Do Alternative Therapies Work When You Have Cancer?

When you are suffering from cancer, many people will advise you to take this supplement or that supplement, to try various different therapies and cite all kinds of complementary methods that they swear have been known to cure cancer. But do any of these therapies actually cure cancer and restore your wellness? Dr Paul Offit, Chief of Infectious Diseases based at the Children’s Hospital of Philadelphia thinks not. He has recently published a book called ‘Do You Believe in Magic? The Sense and Nonsense of Alternative Medicine’.


The renowned paediatrician is a leading expert in the infectious diseases and vaccines field, and has previously written a book decrying the idea that vaccinations are in some way linked to autism or that they can cause infections.

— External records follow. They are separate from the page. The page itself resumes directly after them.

//! Response DTOs for the cache server API
//!
//! Defines the structure of outgoing HTTP response bodies.

use serde::Serialize;

/// Response body for the GET operation (GET /cache/:key)
#[derive(Debug, Clone, Serialize)]
pub struct GetResponse {
    /// The requested key
    pub key: String,
    /// The stored value rendered as JSON
    pub value: serde_json::Value,
}

impl GetResponse {
    /// Creates a new GetResponse
    pub fn new(key: impl Into<String>, value: serde_json::Value) -> Self {
        Self {
            key: key.into(),
            value,
        }
    }
}

/// Response body for the SET operation (PUT /cache/:key)
#[derive(Debug, Clone, Serialize)]
pub struct SetResponse {
    /// Success message
    pub message: String,
    /// The key that was set
    pub key: String,
}

impl SetResponse {
    /// Creates a new SetResponse
    pub fn new(key: impl Into<String>) -> Self {
        let key = key.into();
        Self {
            message: format!("Key '{}' set successfully", key),
            key,
        }
    }
}

/// Response body for the DELETE operation (DELETE /cache/:key)
#[derive(Debug, Clone, Serialize)]
pub struct DeleteResponse {
    /// Success message
    pub message: String,
    /// The key that was removed
    pub key: String,
}

impl DeleteResponse {
    /// Creates a new DeleteResponse
    pub fn new(key: impl Into<String>) -> Self {
        let key = key.into();
        Self {
            message: format!("Key '{}' removed", key),
            key,
        }
    }
}

/// Response body for the health endpoint (GET /health)
#[derive(Debug, Clone, Serialize)]
pub struct HealthResponse {
    /// Health status (e.g., "healthy")
    pub status: String,
    /// Name of the serving backend
    pub backend: String,
    /// Current timestamp in ISO 8601 format
    pub timestamp: String,
}

impl HealthResponse {
    /// Creates a new HealthResponse with current timestamp
    pub fn healthy(backend: impl Into<String>) -> Self {
        Self {
            status: "healthy".to_string(),
            backend: backend.into(),
            timestamp: chrono::Utc::now().to_rfc3339(),
        }
    }
}

/// Error response body for all error conditions
#[derive(Debug, Clone, Serialize)]
pub struct ErrorResponse {
    /// Error message describing what went wrong
    pub error: String,
}

impl ErrorResponse {
    /// Creates a new ErrorResponse
    pub fn new(error: impl Into<String>) -> Self {
        Self {
            error: error.into(),
        }
    }
}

His latest book is bound to annoy those who either practice or believe in the multi-billion dollar empire that is alternative medicine to improve their wellbeing. In the book, the doctor looks at many different types of complementary therapies including acupuncture, vitamins, cancer cures and chelation therapy. The doctor points out that as a medic he stands firmly on the side of proved, trialed and tested forms of medicine and that whilst he is not saying that techniques such as massage and meditation don’t help, he is saying that they have simply not been proved so far.


The doctor does, however, point out that putting your faith in alternative therapies may even be dangerous in some cases, especially if people put full faith in the alternative therapy rather than treating with traditional medicine and complementary medicine simultaneously. He cites the case of a 10 year old suffering from Hodgkin’s, whose parents decided to treat him with a drug made from apricot stones, even though studies have repeatedly shown that apricot pits are not an effective way of treating cancer. Unfortunately, the boy died.


As the doctor points out: ‘Do you know what they call alternative medicine that has been proven to work? Medicine.’